Task details
Return a copy of each line in the listing that includes the word "AuthConfig".

═══ Material for the task ═══

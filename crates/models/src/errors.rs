use thiserror::Error;

#[derive(Debug, Error)]
pub enum ModelError {
    #[error("validation error: {0}")]
    Validation(String),
    #[error("duplicate value for {0}")]
    Duplicate(&'static str),
    #[error("database error: {0}")]
    Db(String),
}

impl ModelError {
    /// Map a SeaORM error, recognising unique-index violations on `field`.
    pub fn from_db(err: sea_orm::DbErr, field: &'static str) -> Self {
        match err.sql_err() {
            Some(sea_orm::SqlErr::UniqueConstraintViolation(_)) => Self::Duplicate(field),
            _ => Self::Db(err.to_string()),
        }
    }
}
use std::sync::Arc;

use tracing::{debug, info, instrument, warn};

use super::domain::{AuthContext, AuthSession};
use super::errors::AuthError;
use super::repository::TokenRepository;
use super::token::{self, TOKEN_NAME};
use crate::password::{hash_password, verify_dummy, verify_password};
use crate::users::domain::{NewUser, User, UserView};
use crate::users::repository::UserRepository;
use crate::validation::{unique_email, LoginInput, Rules, SignupInput};

/// Auth service configuration
#[derive(Clone, Debug)]
pub struct AuthConfig {
    /// Length of issued plaintext tokens
    pub token_length: usize,
}

impl Default for AuthConfig {
    fn default() -> Self { Self { token_length: 40 } }
}

impl From<&configs::AuthConfig> for AuthConfig {
    fn from(c: &configs::AuthConfig) -> Self { Self { token_length: c.token_length } }
}

/// Auth business service independent of web framework
pub struct AuthService {
    users: Arc<dyn UserRepository>,
    tokens: Arc<dyn TokenRepository>,
    cfg: AuthConfig,
}

impl AuthService {
    pub fn new(users: Arc<dyn UserRepository>, tokens: Arc<dyn TokenRepository>, cfg: AuthConfig) -> Self {
        Self { users, tokens, cfg }
    }

    async fn issue_token(&self, user: User) -> Result<AuthSession, AuthError> {
        let plain = token::generate(self.cfg.token_length);
        let stored = self.tokens.create(user.id, TOKEN_NAME, token::digest(&plain)).await?;
        debug!(user_id = %user.id, token_id = %stored.id, "token_issued");
        Ok(AuthSession { user: user.into(), token: plain })
    }

    /// Register a new user with a hashed password and issue a token.
    ///
    /// # Examples
    /// ```
    /// use service::auth::{service::{AuthService, AuthConfig}, repository::memory::InMemoryTokenRepository};
    /// use service::users::repository::memory::InMemoryUserRepository;
    /// use service::validation::SignupInput;
    /// use std::sync::Arc;
    /// let svc = AuthService::new(
    ///     Arc::new(InMemoryUserRepository::new()),
    ///     Arc::new(InMemoryTokenRepository::new()),
    ///     AuthConfig::default(),
    /// );
    /// let input = SignupInput {
    ///     name: "Test".into(),
    ///     email: "User@Example.com".into(),
    ///     password: "Secret123!".into(),
    ///     password_confirmation: "Secret123!".into(),
    /// };
    /// let session = tokio_test::block_on(svc.signup(input)).unwrap();
    /// assert_eq!(session.user.email, "user@example.com");
    /// assert_eq!(session.token.len(), 40);
    /// ```
    #[instrument(skip(self, input), fields(email = %input.email))]
    pub async fn signup(&self, mut input: SignupInput) -> Result<AuthSession, AuthError> {
        input.normalize();
        let mut errors = input.check();
        unique_email(self.users.as_ref(), &input.email, None, &mut errors).await?;
        errors.into_result()?;

        let password_hash = hash_password(&input.password)?;
        let user = self.users.insert(NewUser { name: input.name, email: input.email, password_hash }).await?;
        info!(user_id = %user.id, email = %user.email, "user_registered");
        self.issue_token(user).await
    }

    /// Authenticate a user and issue a token.
    ///
    /// Unknown emails and wrong passwords fail identically.
    ///
    /// # Examples
    /// ```
    /// use service::auth::{service::{AuthService, AuthConfig}, repository::memory::InMemoryTokenRepository, AuthError};
    /// use service::users::repository::memory::InMemoryUserRepository;
    /// use service::validation::{LoginInput, SignupInput};
    /// use std::sync::Arc;
    /// let svc = AuthService::new(
    ///     Arc::new(InMemoryUserRepository::new()),
    ///     Arc::new(InMemoryTokenRepository::new()),
    ///     AuthConfig::default(),
    /// );
    /// let _ = tokio_test::block_on(svc.signup(SignupInput {
    ///     name: "N".into(), email: "u@e.com".into(),
    ///     password: "Passw0rd!".into(), password_confirmation: "Passw0rd!".into(),
    /// }));
    /// let session = tokio_test::block_on(svc.login(LoginInput { email: "u@e.com".into(), password: "Passw0rd!".into(), remember: None })).unwrap();
    /// assert_eq!(session.user.email, "u@e.com");
    /// let wrong = tokio_test::block_on(svc.login(LoginInput { email: "u@e.com".into(), password: "nope".into(), remember: None }));
    /// assert!(matches!(wrong, Err(AuthError::InvalidCredentials)));
    /// ```
    #[instrument(skip(self, input), fields(email = %input.email, remember = ?input.remember))]
    pub async fn login(&self, mut input: LoginInput) -> Result<AuthSession, AuthError> {
        input.normalize();
        input.check().into_result()?;

        let Some(user) = self.users.find_by_email(&input.email).await? else {
            verify_dummy(&input.password);
            warn!("login_failed");
            return Err(AuthError::InvalidCredentials);
        };
        if !verify_password(&input.password, &user.password_hash) {
            warn!(user_id = %user.id, "login_failed");
            return Err(AuthError::InvalidCredentials);
        }
        info!(user_id = %user.id, "user_logged_in");
        self.issue_token(user).await
    }

    /// Revoke a plaintext token. Unknown or already revoked tokens are fine.
    #[instrument(skip_all)]
    pub async fn logout(&self, token: &str) -> Result<(), AuthError> {
        if let Some(stored) = self.tokens.find_by_hash(&token::digest(token)).await? {
            self.tokens.delete(stored.id).await?;
            info!(user_id = %stored.user_id, token_id = %stored.id, "user_logged_out");
        }
        Ok(())
    }

    /// Resolve a bearer token to its user, stamping `last_used_at`.
    #[instrument(skip_all)]
    pub async fn current_user(&self, token: &str) -> Result<AuthContext, AuthError> {
        if token.is_empty() {
            return Err(AuthError::Unauthenticated);
        }
        let stored = self
            .tokens
            .find_by_hash(&token::digest(token))
            .await?
            .ok_or(AuthError::Unauthenticated)?;
        let user = self.users.find_by_id(stored.user_id).await?.ok_or(AuthError::Unauthenticated)?;
        self.tokens.touch(stored.id).await?;
        Ok(AuthContext { user: UserView::from(user), token_id: stored.id })
    }
}

#[cfg(test)]
mod tests {
    use super::*;
    use crate::auth::repository::memory::InMemoryTokenRepository;
    use crate::users::repository::memory::InMemoryUserRepository;

    struct Fixture {
        svc: AuthService,
        users: Arc<InMemoryUserRepository>,
        tokens: Arc<InMemoryTokenRepository>,
    }

    fn fixture() -> Fixture {
        let users = Arc::new(InMemoryUserRepository::new());
        let tokens = Arc::new(InMemoryTokenRepository::new());
        let svc = AuthService::new(users.clone(), tokens.clone(), AuthConfig::default());
        Fixture { svc, users, tokens }
    }

    fn signup_input(email: &str) -> SignupInput {
        SignupInput {
            name: "John Doe".into(),
            email: email.into(),
            password: "Secret123!".into(),
            password_confirmation: "Secret123!".into(),
        }
    }

    fn login_input(email: &str, password: &str) -> LoginInput {
        LoginInput { email: email.into(), password: password.into(), remember: None }
    }

    #[tokio::test]
    async fn signup_stores_hash_and_issues_token() {
        let f = fixture();
        let session = f.svc.signup(signup_input("john@example.com")).await.unwrap();
        let stored = f.users.find_by_email("john@example.com").await.unwrap().unwrap();
        assert_ne!(stored.password_hash, "Secret123!");
        assert!(verify_password("Secret123!", &stored.password_hash));

        let token = f.tokens.find_by_hash(&token::digest(&session.token)).await.unwrap().unwrap();
        assert_eq!(token.user_id, stored.id);
        assert_eq!(token.name, "main");
        assert_ne!(token.token_hash, session.token);
    }

    #[tokio::test]
    async fn signup_rejects_duplicate_email() {
        let f = fixture();
        f.svc.signup(signup_input("john@example.com")).await.unwrap();
        let err = f.svc.signup(signup_input("John@Example.com")).await.unwrap_err();
        match err {
            AuthError::Validation(fields) => assert!(fields.contains("email")),
            other => panic!("unexpected {other:?}"),
        }
        assert_eq!(f.tokens.len().await, 1);
    }

    #[tokio::test]
    async fn signup_validation_creates_nothing() {
        let f = fixture();
        let mut input = signup_input("john@example.com");
        input.password_confirmation = "Mismatch1!".into();
        assert!(matches!(f.svc.signup(input).await, Err(AuthError::Validation(_))));
        assert_eq!(f.users.count().await.unwrap(), 0);
        assert_eq!(f.tokens.len().await, 0);
    }

    #[tokio::test]
    async fn login_failures_are_indistinguishable() {
        let f = fixture();
        f.svc.signup(signup_input("john@example.com")).await.unwrap();

        let wrong_password = f.svc.login(login_input("john@example.com", "Wrong123!")).await.unwrap_err();
        let unknown_email = f.svc.login(login_input("nobody@example.com", "Secret123!")).await.unwrap_err();
        assert!(matches!(wrong_password, AuthError::InvalidCredentials));
        assert!(matches!(unknown_email, AuthError::InvalidCredentials));
        assert_eq!(wrong_password.to_string(), unknown_email.to_string());
    }

    #[tokio::test]
    async fn login_is_case_insensitive_on_email() {
        let f = fixture();
        f.svc.signup(signup_input("john@example.com")).await.unwrap();
        let session = f.svc.login(login_input("  JOHN@example.com ", "Secret123!")).await.unwrap();
        assert_eq!(session.user.email, "john@example.com");
    }

    #[tokio::test]
    async fn login_validates_payload() {
        let f = fixture();
        let err = f.svc.login(login_input("", "")).await.unwrap_err();
        match err {
            AuthError::Validation(fields) => {
                assert!(fields.contains("email"));
                assert!(fields.contains("password"));
            }
            other => panic!("unexpected {other:?}"),
        }
    }

    #[tokio::test]
    async fn current_user_touches_token_and_logout_revokes() {
        let f = fixture();
        let session = f.svc.signup(signup_input("john@example.com")).await.unwrap();

        let ctx = f.svc.current_user(&session.token).await.unwrap();
        assert_eq!(ctx.user.email, "john@example.com");
        let stored = f.tokens.find_by_hash(&token::digest(&session.token)).await.unwrap().unwrap();
        assert!(stored.last_used_at.is_some());

        f.svc.logout(&session.token).await.unwrap();
        assert!(matches!(f.svc.current_user(&session.token).await, Err(AuthError::Unauthenticated)));
        // second logout is a no-op
        f.svc.logout(&session.token).await.unwrap();
    }

    #[tokio::test]
    async fn tokens_of_deleted_users_stop_working() {
        let f = fixture();
        let session = f.svc.signup(signup_input("john@example.com")).await.unwrap();
        f.users.delete(session.user.id).await.unwrap();
        assert!(matches!(f.svc.current_user(&session.token).await, Err(AuthError::Unauthenticated)));
        assert!(matches!(f.svc.current_user("").await, Err(AuthError::Unauthenticated)));
        assert!(matches!(f.svc.current_user("garbage").await, Err(AuthError::Unauthenticated)));
    }
}
use std::io;
use tracing_subscriber::{fmt, EnvFilter};

const DEFAULT_FILTER: &str = "info,tower_http=info,axum=info,sqlx=warn";

/// Initialize tracing subscriber with sensible defaults and stdout writer.
/// - Respects `RUST_LOG` if set
/// - Falls back to `info,tower_http=info,axum=info,sqlx=warn`
/// - Writes to stdout to improve visibility in environments that hide stderr
pub fn init_logging_default() {
    let env_filter = EnvFilter::try_from_default_env()
        .unwrap_or_else(|_| EnvFilter::new(DEFAULT_FILTER));
    let _ = fmt()
        .with_env_filter(env_filter)
        .with_target(false)
        .compact()
        .with_writer(io::stdout)
        .try_init();
}

/// Initialize tracing subscriber with JSON structured output.
/// Same filter rules as [`init_logging_default`]; one JSON object per line.
pub fn init_logging_json() {
    let env_filter = EnvFilter::try_from_default_env()
        .unwrap_or_else(|_| EnvFilter::new(DEFAULT_FILTER));
    let _ = fmt()
        .with_env_filter(env_filter)
        .with_target(false)
        .json()
        .with_writer(io::stdout)
        .try_init();
}

/// Pick the subscriber matching `logging.format`.
pub fn init_logging(format: configs::LogFormat) {
    match format {
        configs::LogFormat::Compact => init_logging_default(),
        configs::LogFormat::Json => init_logging_json(),
    }
}
//! Argon2 password hashing.

use argon2::{Argon2, password_hash::{PasswordHasher, PasswordVerifier, SaltString}, PasswordHash};
use once_cell::sync::Lazy;
use rand::rngs::OsRng;

use crate::errors::ServiceError;

/// Hash with a fresh random salt; returns the PHC string.
pub fn hash_password(plain: &str) -> Result<String, ServiceError> {
    let salt = SaltString::generate(&mut OsRng);
    Argon2::default()
        .hash_password(plain.as_bytes(), &salt)
        .map(|h| h.to_string())
        .map_err(|e| ServiceError::Hash(e.to_string()))
}

/// `false` for a wrong password or an unparsable hash.
pub fn verify_password(plain: &str, hash: &str) -> bool {
    match PasswordHash::new(hash) {
        Ok(parsed) => Argon2::default().verify_password(plain.as_bytes(), &parsed).is_ok(),
        Err(_) => false,
    }
}

static DUMMY_HASH: Lazy<Option<String>> = Lazy::new(|| hash_password("dummy-password-for-timing").ok());

/// Burn one verification so unknown emails take as long as wrong passwords.
pub fn verify_dummy(plain: &str) {
    if let Some(hash) = DUMMY_HASH.as_deref() {
        let _ = verify_password(plain, hash);
    }
}
use std::sync::Arc;

use tracing::{info, instrument};
use uuid::Uuid;

use super::domain::{ListUsersQuery, NewUser, UserChanges, UserView};
use super::repository::UserRepository;
use crate::errors::ServiceError;
use crate::pagination::{Page, PageMeta, Pagination};
use crate::password::hash_password;
use crate::validation::{unique_email, CreateUserInput, Rules, UpdateUserInput};

/// Listing defaults, usually taken from `configs::PaginationConfig`.
#[derive(Clone, Copy, Debug)]
pub struct ListConfig {
    pub per_page: u32,
    pub max_per_page: u32,
}

impl Default for ListConfig {
    fn default() -> Self { Self { per_page: 10, max_per_page: 100 } }
}

impl From<&configs::PaginationConfig> for ListConfig {
    fn from(c: &configs::PaginationConfig) -> Self {
        Self { per_page: c.per_page, max_per_page: c.max_per_page }
    }
}

/// User management independent of the web framework.
pub struct UserService {
    users: Arc<dyn UserRepository>,
    cfg: ListConfig,
}

impl UserService {
    pub fn new(users: Arc<dyn UserRepository>, cfg: ListConfig) -> Self { Self { users, cfg } }

    /// Paginated listing, optionally filtered by a search term.
    ///
    /// # Examples
    /// ```
    /// use service::users::{repository::memory::InMemoryUserRepository, service::{ListConfig, UserService}, ListUsersQuery};
    /// use std::sync::Arc;
    /// let svc = UserService::new(Arc::new(InMemoryUserRepository::new()), ListConfig::default());
    /// let page = tokio_test::block_on(svc.list(ListUsersQuery::default())).unwrap();
    /// assert_eq!(page.meta.total, 0);
    /// assert_eq!(page.meta.last_page, 1);
    /// ```
    #[instrument(skip(self, query), fields(search = ?query.term()))]
    pub async fn list(&self, query: ListUsersQuery) -> Result<Page<UserView>, ServiceError> {
        let page = Pagination {
            page: query.page.unwrap_or(1),
            per_page: query.per_page.unwrap_or(self.cfg.per_page),
        };
        let (idx, per_page) = page.normalize_with(self.cfg.max_per_page);
        let (rows, total) = self.users.list(query.term(), page, self.cfg.max_per_page).await?;
        Ok(Page { data: rows.into_iter().map(UserView::from).collect(), meta: PageMeta::new(idx, per_page, total) })
    }

    pub async fn get(&self, id: Uuid) -> Result<UserView, ServiceError> {
        self.users
            .find_by_id(id)
            .await?
            .map(UserView::from)
            .ok_or_else(|| ServiceError::not_found("User"))
    }

    #[instrument(skip(self, input), fields(email = %input.email))]
    pub async fn create(&self, mut input: CreateUserInput) -> Result<UserView, ServiceError> {
        input.normalize();
        let mut errors = input.check();
        unique_email(self.users.as_ref(), &input.email, None, &mut errors).await?;
        errors.into_result()?;

        let password_hash = hash_password(&input.password)?;
        let user = self.users.insert(NewUser { name: input.name, email: input.email, password_hash }).await?;
        info!(user_id = %user.id, email = %user.email, "user_created");
        Ok(user.into())
    }

    /// Missing ids fail before validation runs.
    #[instrument(skip(self, input), fields(user_id = %id))]
    pub async fn update(&self, id: Uuid, mut input: UpdateUserInput) -> Result<UserView, ServiceError> {
        if self.users.find_by_id(id).await?.is_none() {
            return Err(ServiceError::not_found("User"));
        }
        input.normalize();
        let mut errors = input.check();
        unique_email(self.users.as_ref(), &input.email, Some(id), &mut errors).await?;
        errors.into_result()?;

        let password_hash = input.password.as_deref().map(hash_password).transpose()?;
        let rehashed = password_hash.is_some();
        let user = self
            .users
            .update(id, UserChanges { name: input.name, email: input.email, password_hash })
            .await?
            .ok_or_else(|| ServiceError::not_found("User"))?;
        info!(user_id = %user.id, rehashed, "user_updated");
        Ok(user.into())
    }

    #[instrument(skip(self), fields(user_id = %id))]
    pub async fn delete(&self, id: Uuid) -> Result<(), ServiceError> {
        if !self.users.delete(id).await? {
            return Err(ServiceError::not_found("User"));
        }
        info!(user_id = %id, "user_deleted");
        Ok(())
    }
}

#[cfg(test)]
mod tests {
    use super::*;
    use crate::password::verify_password;
    use crate::users::repository::memory::InMemoryUserRepository;

    fn service() -> (UserService, Arc<InMemoryUserRepository>) {
        let repo = Arc::new(InMemoryUserRepository::new());
        (UserService::new(repo.clone(), ListConfig::default()), repo)
    }

    fn create_input(name: &str, email: &str) -> CreateUserInput {
        CreateUserInput {
            name: name.into(),
            email: email.into(),
            password: "Secret123!".into(),
            password_confirmation: None,
        }
    }

    #[tokio::test]
    async fn create_hashes_and_normalizes() {
        let (svc, repo) = service();
        let view = svc.create(create_input(" Jane ", "Jane@Example.com")).await.unwrap();
        assert_eq!(view.name, "Jane");
        assert_eq!(view.email, "jane@example.com");

        let stored = repo.find_by_id(view.id).await.unwrap().unwrap();
        assert_ne!(stored.password_hash, "Secret123!");
        assert!(verify_password("Secret123!", &stored.password_hash));
    }

    #[tokio::test]
    async fn create_rejects_taken_email_case_insensitively() {
        let (svc, _) = service();
        svc.create(create_input("Jane", "jane@example.com")).await.unwrap();
        let err = svc.create(create_input("Other", "JANE@example.com")).await.unwrap_err();
        match err {
            ServiceError::Validation(f) => {
                assert_eq!(f.get("email"), Some(&["The email has already been taken.".to_string()][..]));
            }
            other => panic!("unexpected {other:?}"),
        }
    }

    #[tokio::test]
    async fn update_keeps_hash_without_password_and_rehashes_with_one() {
        let (svc, repo) = service();
        let view = svc.create(create_input("Jane", "jane@example.com")).await.unwrap();
        let before = repo.find_by_id(view.id).await.unwrap().unwrap().password_hash;

        let input = UpdateUserInput { name: "Jane Roe".into(), email: "jane@example.com".into(), password: None, password_confirmation: None };
        let updated = svc.update(view.id, input).await.unwrap();
        assert_eq!(updated.name, "Jane Roe");
        assert_eq!(repo.find_by_id(view.id).await.unwrap().unwrap().password_hash, before);

        let input = UpdateUserInput {
            name: "Jane Roe".into(),
            email: "jane@example.com".into(),
            password: Some("Changed456?".into()),
            password_confirmation: Some("Changed456?".into()),
        };
        svc.update(view.id, input).await.unwrap();
        let after = repo.find_by_id(view.id).await.unwrap().unwrap().password_hash;
        assert_ne!(after, before);
        assert!(verify_password("Changed456?", &after));
    }

    #[tokio::test]
    async fn update_email_uniqueness_excludes_self() {
        let (svc, _) = service();
        let a = svc.create(create_input("A", "a@example.com")).await.unwrap();
        svc.create(create_input("B", "b@example.com")).await.unwrap();

        let clash = UpdateUserInput { name: "A".into(), email: "b@example.com".into(), password: None, password_confirmation: None };
        assert!(matches!(svc.update(a.id, clash).await, Err(ServiceError::Validation(_))));
    }

    #[tokio::test]
    async fn missing_ids_are_not_found() {
        let (svc, _) = service();
        let id = Uuid::new_v4();
        assert!(matches!(svc.get(id).await, Err(ServiceError::NotFound(_))));
        assert!(matches!(svc.delete(id).await, Err(ServiceError::NotFound(_))));
        let input = UpdateUserInput::default();
        assert!(matches!(svc.update(id, input).await, Err(ServiceError::NotFound(_))));
    }

    #[tokio::test]
    async fn delete_removes_from_list_and_get() {
        let (svc, _) = service();
        let a = svc.create(create_input("A", "a@example.com")).await.unwrap();
        svc.create(create_input("B", "b@example.com")).await.unwrap();
        svc.delete(a.id).await.unwrap();
        assert!(svc.get(a.id).await.is_err());
        let page = svc.list(ListUsersQuery::default()).await.unwrap();
        assert_eq!(page.meta.total, 1);
        assert!(page.data.iter().all(|u| u.id != a.id));
    }

    #[tokio::test]
    async fn list_paginates_and_searches() {
        let (svc, _) = service();
        for i in 0..12 {
            svc.create(create_input(&format!("User {i}"), &format!("user{i}@example.com"))).await.unwrap();
        }
        svc.create(create_input("Zed Special", "zed@other.org")).await.unwrap();

        let first = svc.list(ListUsersQuery::default()).await.unwrap();
        assert_eq!(first.data.len(), 10);
        assert_eq!(first.meta.total, 13);
        assert_eq!(first.meta.last_page, 2);
        assert_eq!(first.data[0].name, "Zed Special");

        let blank = svc.list(ListUsersQuery { search: Some("   ".into()), ..Default::default() }).await.unwrap();
        assert_eq!(blank.meta.total, 13);

        let hits = svc.list(ListUsersQuery { search: Some("special".into()), ..Default::default() }).await.unwrap();
        assert_eq!(hits.meta.total, 1);

        let big = svc.list(ListUsersQuery { per_page: Some(5000), ..Default::default() }).await.unwrap();
        assert_eq!(big.meta.per_page, 100);
        assert_eq!(big.data.len(), 13);
    }
}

═══

Your solution
pub struct AuthConfig {
impl Default for AuthConfig {
impl From<&configs::AuthConfig> for AuthConfig {
    fn from(c: &configs::AuthConfig) -> Self { Self { token_length: c.token_length } }
    cfg: AuthConfig,
    pub fn new(users: Arc<dyn UserRepository>, tokens: Arc<dyn TokenRepository>, cfg: AuthConfig) -> Self {
    /// use service::auth::{service::{AuthService, AuthConfig}, repository::memory::InMemoryTokenRepository};
    ///     AuthConfig::default(),
    /// use service::auth::{service::{AuthService, AuthConfig}, repository::memory::InMemoryTokenRepository, AuthError};
    ///     AuthConfig::default(),
        let svc = AuthService::new(users.clone(), tokens.clone(), AuthConfig::default());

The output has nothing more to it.